ZFIN ID: ZDB-PUB-200908-7
Keratins and Plakin family cytolinker proteins control the length of epithelial microridge protrusions
Inaba, Y., Chauhan, V., van Loon, A.P., Choudhury, L.S., Sagasti, A.
Date: 2020
Source: eLIFE   9: (Journal)
Registered Authors: Sagasti, Alvaro
Keywords: cell biology, developmental biology, zebrafish
MeSH Terms:
  • Animals
  • Cell Surface Extensions*/chemistry
  • Cell Surface Extensions*/metabolism
  • Epithelial Cells/chemistry
  • Epithelial Cells/cytology
  • Epithelial Cells/metabolism
  • Intermediate Filaments/chemistry
  • Intermediate Filaments/metabolism
  • Keratins*/chemistry
  • Keratins*/metabolism
  • Membrane Proteins/chemistry
  • Membrane Proteins/metabolism
  • Plakins*/chemistry
  • Plakins*/metabolism
  • Protein Precursors/chemistry
  • Protein Precursors/metabolism
  • Skin/cytology
  • Zebrafish
  • Zebrafish Proteins/chemistry
  • Zebrafish Proteins/metabolism
PubMed: 32894222 Full text @ Elife
Actin filaments and microtubules create diverse cellular protrusions, but intermediate filaments, the strongest and most stable cytoskeletal elements, are not known to directly participate in the formation of protrusions.
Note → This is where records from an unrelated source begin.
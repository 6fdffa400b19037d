use super::http_client::{HttpClient, RegistryHttpErrorKind};
use anyhow::Result;
use async_trait::async_trait;
use vatcheck_core::api::{LookupOutcome, RegistryPlugin};

/// White List (`wl-api.mf.gov.pl`) registry backend.
pub struct WhiteListPlugin {
    client: HttpClient,
}

impl WhiteListPlugin {
    pub fn new(base_url: String, timeout_ms: u64) -> Result<Self> {
        let client = HttpClient::new(base_url, timeout_ms)?;
        Ok(Self { client })
    }
}

/// Calendar date sent with every query, evaluated per call.
fn today() -> String {
    chrono::Local::now().format("%Y-%m-%d").to_string()
}

#[async_trait]
impl RegistryPlugin for WhiteListPlugin {
    fn name(&self) -> &str {
        "white_list"
    }

    async fn lookup(&self, nip: &str) -> LookupOutcome {
        let date = today();
        match self.client.search_nip(nip, &date).await {
            Ok(Some(subject)) => LookupOutcome::Found {
                name: subject.name,
                status_vat: subject.status_vat,
            },
            Ok(None) => LookupOutcome::NotFound,
            Err(err) if err.kind() == RegistryHttpErrorKind::Status => {
                tracing::warn!(
                    target: "vatcheck.registry",
                    stage = "registry.plugin.lookup.status",
                    nip = %nip,
                    error = %err
                );
                LookupOutcome::BadStatus(err.status().unwrap_or_default())
            }
            Err(err) => {
                tracing::warn!(
                    target: "vatcheck.registry",
                    stage = "registry.plugin.lookup.transport",
                    nip = %nip,
                    kind = %err.kind(),
                    error = %err
                );
                LookupOutcome::Transport(err.to_string())
            }
        }
    }
}
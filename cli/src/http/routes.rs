//! HTTP路由handlers

use axum::{
    extract::{DefaultBodyLimit, Multipart, Path, State},
    http::{header, StatusCode},
    response::{IntoResponse, Redirect, Response},
    routing::{get, post},
    Json, Router,
};
use chrono::Local;
use maud::Markup;
use tokio::task::JoinError;
use vatcheck_core::api::{
    collect_identifiers, write_results, ResultSet, TaskError, TaskState, RESULTS_FILE_NAME,
    XLSX_MIME,
};

use crate::http::{
    form::read_submitted_form,
    models::*,
    pages::{failed_page, index_page, pending_page, results_page, PageError},
    state::{AppState, StatsSnapshot},
    validation::{validate_path_id, validate_verify_request},
};

pub const NO_FILE_MESSAGE: &str = "Brak pliku do pobrania";

/// 创建所有路由
pub fn create_router(state: AppState) -> Router {
    let body_limit = state.config.server.max_upload_bytes;

    Router::new()
        .route("/", get(index_handler).post(submit_handler))
        .route("/status/:task_id", get(status_page_handler))
        .route("/wyniki/:token", get(results_page_handler))
        .route("/pobierz", get(download_latest_handler))
        .route("/pobierz/:token", get(download_token_handler))
        .route("/api/v1/verify", post(api_verify_handler))
        .route("/api/v1/status/:task_id", get(api_status_handler))
        .route("/health", get(health_handler))
        .layer(DefaultBodyLimit::max(body_limit))
        .with_state(state)
}

/// GET / - 表单页
async fn index_handler(State(state): State<AppState>) -> Markup {
    state.record_request("/");
    index_page(None)
}

/// POST / - 提交表单（同步模式直接渲染结果，后台模式重定向到状态页）
async fn submit_handler(
    State(state): State<AppState>,
    multipart: Multipart,
) -> Result<Response, PageError> {
    state.record_request("/");

    let form = read_submitted_form(multipart).await.map_err(|e| {
        state.record_error();
        PageError::Form(e)
    })?;

    let identifiers = match collect_identifiers(
        form.nip.as_deref(),
        form.upload(),
        state.config.batch.max_identifiers,
    ) {
        Ok(ids) => ids,
        Err(e) => {
            tracing::info!(target: "vatcheck.http", error = %e, "form rejected");
            return Ok(index_page(Some(&e.to_string())).into_response());
        }
    };

    if state.config.batch.background {
        let task_id = state.services.tasks.submit(identifiers).map_err(|e| {
            state.record_error();
            PageError::Unavailable(e.to_string())
        })?;
        return Ok(Redirect::to(&format!("/status/{task_id}")).into_response());
    }

    let (results, token) = run_batch_detached(&state, identifiers)
        .await
        .map_err(|e| {
            state.record_error();
            PageError::Internal(e.to_string())
        })?;
    Ok(results_page(&results, &format!("/pobierz/{token}")).into_response())
}

/// 在独立任务中执行同步批处理并保存结果
///
/// 请求 future 被超时层丢弃时，批处理仍会跑完并写入 ResultStore。
async fn run_batch_detached(
    state: &AppState,
    identifiers: Vec<String>,
) -> Result<(ResultSet, String), JoinError> {
    let services = state.services.clone();
    tokio::spawn(async move {
        let results = services.verifier.verify_all(&identifiers).await;
        let token = services.results.put(results.clone()).await;
        (results, token)
    })
    .await
}

/// GET /status/:task_id - 后台任务状态页
async fn status_page_handler(
    State(state): State<AppState>,
    Path(task_id): Path<String>,
) -> Result<Response, PageError> {
    state.record_request("/status");

    if !validate_path_id(&task_id) {
        return Err(PageError::NotFound(task_id));
    }

    match state.services.tasks.poll(&task_id) {
        Ok(TaskState::Pending { done, total }) => {
            Ok(pending_page(&task_id, done, total).into_response())
        }
        Ok(TaskState::Done { token }) => {
            Ok(Redirect::to(&format!("/wyniki/{token}")).into_response())
        }
        Ok(TaskState::Failed { message }) => Ok(failed_page(&message).into_response()),
        Err(e) => Err(PageError::NotFound(e.to_string())),
    }
}

/// GET /wyniki/:token - 已保存结果的表格页
async fn results_page_handler(
    State(state): State<AppState>,
    Path(token): Path<String>,
) -> Result<Markup, PageError> {
    state.record_request("/wyniki");

    if !validate_path_id(&token) {
        return Err(PageError::NotFound(token));
    }

    let stored = state
        .services
        .results
        .get(&token)
        .await
        .ok_or_else(|| PageError::NotFound(format!("wyniki {token}")))?;

    Ok(results_page(stored.results(), &format!("/pobierz/{token}")))
}

/// GET /pobierz - 下载最近一次运行的结果
async fn download_latest_handler(State(state): State<AppState>) -> Response {
    state.record_request("/pobierz");

    match state.services.results.latest_workbook().await {
        Ok(Some(bytes)) => xlsx_attachment(bytes),
        Ok(None) => (StatusCode::NOT_FOUND, NO_FILE_MESSAGE).into_response(),
        Err(e) => {
            state.record_error();
            PageError::Internal(e.to_string()).into_response()
        }
    }
}

/// GET /pobierz/:token - 下载指定结果集
async fn download_token_handler(
    State(state): State<AppState>,
    Path(token): Path<String>,
) -> Response {
    state.record_request("/pobierz");

    let stored = if validate_path_id(&token) {
        state.services.results.get(&token).await
    } else {
        None
    };
    let Some(stored) = stored else {
        return (StatusCode::NOT_FOUND, NO_FILE_MESSAGE).into_response();
    };

    match write_results(stored.results()) {
        Ok(bytes) => xlsx_attachment(bytes),
        Err(e) => {
            state.record_error();
            PageError::Internal(e.to_string()).into_response()
        }
    }
}

fn xlsx_attachment(bytes: Vec<u8>) -> Response {
    (
        [
            (header::CONTENT_TYPE, XLSX_MIME.to_string()),
            (
                header::CONTENT_DISPOSITION,
                format!("attachment; filename=\"{RESULTS_FILE_NAME}\""),
            ),
        ],
        bytes,
    )
        .into_response()
}

/// POST /api/v1/verify - 同步校验一批 NIP
async fn api_verify_handler(
    State(state): State<AppState>,
    Json(req): Json<VerifyRequest>,
) -> Result<Json<VerifyResponse>, HttpServerError> {
    state.record_request("/api/v1/verify");

    validate_verify_request(&req, state.config.batch.max_identifiers)?;

    let (results, token) = run_batch_detached(&state, req.nips)
        .await
        .map_err(|e| {
            state.record_error();
            HttpServerError::Internal(e.to_string())
        })?;

    Ok(Json(VerifyResponse {
        success: true,
        data: Some(results),
        token: Some(token),
        error: None,
        error_code: None,
    }))
}

/// GET /api/v1/status/:task_id - 任务状态（JSON）
async fn api_status_handler(
    State(state): State<AppState>,
    Path(task_id): Path<String>,
) -> Result<Json<TaskStatusResponse>, HttpServerError> {
    state.record_request("/api/v1/status");

    match state.services.tasks.poll(&task_id) {
        Ok(task_state) => Ok(Json(TaskStatusResponse {
            success: true,
            task_id,
            state: task_state,
        })),
        Err(e @ TaskError::NotFound(_)) => Err(HttpServerError::NotFound(e.to_string())),
        Err(e) => {
            state.record_error();
            Err(HttpServerError::Internal(e.to_string()))
        }
    }
}

/// GET /health - 健康检查
async fn health_handler(State(state): State<AppState>) -> Json<HealthResponse> {
    state.record_request("/health");

    let StatsSnapshot {
        uptime_seconds,
        requests_handled,
        errors_total,
        requests_by_endpoint,
    } = state.stats_snapshot();
    Json(HealthResponse {
        status: "healthy".to_string(),
        instance_id: state.instance_id.clone(),
        uptime_seconds,
        requests_handled,
        errors_total,
        requests_by_endpoint,
        active_tasks: state.services.tasks.active_count(),
        stored_results: state.services.results.len().await,
        background: state.config.batch.background,
        timestamp: Local::now().to_rfc3339(),
    })
}
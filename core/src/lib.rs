//! vatcheck-core: NIP normalization, registry verification and spreadsheet batch handling.
//!
//! Front ends (`cli`) and registry implementations (`plugins`) should import from
//! [`api`] instead of reaching into internal modules.

pub mod api;
pub mod config;
pub mod context;
pub mod error;
pub mod input;
pub mod nip;
pub mod sheet;
pub mod store;
pub mod verify;
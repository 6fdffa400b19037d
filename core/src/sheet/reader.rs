use std::io::Cursor;
use std::path::Path;

use calamine::{open_workbook_from_rs, Data, Reader, Xlsx};

use crate::error::SheetError;

/// Read raw identifiers from column 1 of the first worksheet, rows 2..N.
///
/// Row 1 is a header. Empty cells (or cells that are blank after trimming)
/// are skipped; everything else is returned in row order.
pub fn read_identifiers(bytes: &[u8]) -> Result<Vec<String>, SheetError> {
    let mut workbook: Xlsx<_> = open_workbook_from_rs(Cursor::new(bytes))?;
    let range = workbook
        .worksheet_range_at(0)
        .ok_or(SheetError::NoWorksheet)??;

    let Some((last_row, _)) = range.end() else {
        return Ok(Vec::new());
    };

    let mut out = Vec::new();
    for row in 1..=last_row {
        if let Some(value) = range.get_value((row, 0)).and_then(cell_text) {
            out.push(value);
        }
    }

    tracing::debug!(target: "vatcheck.sheet", rows = last_row, identifiers = out.len());
    Ok(out)
}

pub fn read_identifiers_from_path(path: &Path) -> Result<Vec<String>, SheetError> {
    let bytes = std::fs::read(path)?;
    read_identifiers(&bytes)
}

fn cell_text(cell: &Data) -> Option<String> {
    let text = match cell {
        Data::Empty => return None,
        Data::String(s) => s.trim().to_string(),
        Data::Int(i) => i.to_string(),
        // 数字单元格：整数值不带小数部分输出
        Data::Float(f) if f.fract() == 0.0 && f.abs() < 1e15 => format!("{}", *f as i64),
        other => other.to_string().trim().to_string(),
    };

    if text.is_empty() {
        None
    } else {
        Some(text)
    }
}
Here we show that keratin intermediate filaments directly regulate the morphogenesis of microridges, elongated protrusions arranged in elaborate maze-like patterns on the surface of mucosal epithelial cells. We found that microridges on zebrafish skin cells contained both actin and keratin filaments. Keratin filaments stabilized microridges, and overexpressing keratins lengthened them. Envoplakin and Periplakin, Plakin family cytolinkers that bind F-actin and keratins, localized to microridges and were required for their morphogenesis. Strikingly, Plakin protein levels directly dictated microridge length. An actin-binding domain of Periplakin was required to initiate microridge morphogenesis, whereas Periplakin-keratin binding was required to elongate microridges. These findings separate microridge morphogenesis into distinct steps, expand our understanding of intermediate filament functions, and identify microridges as protrusions that integrate actin and intermediate filaments.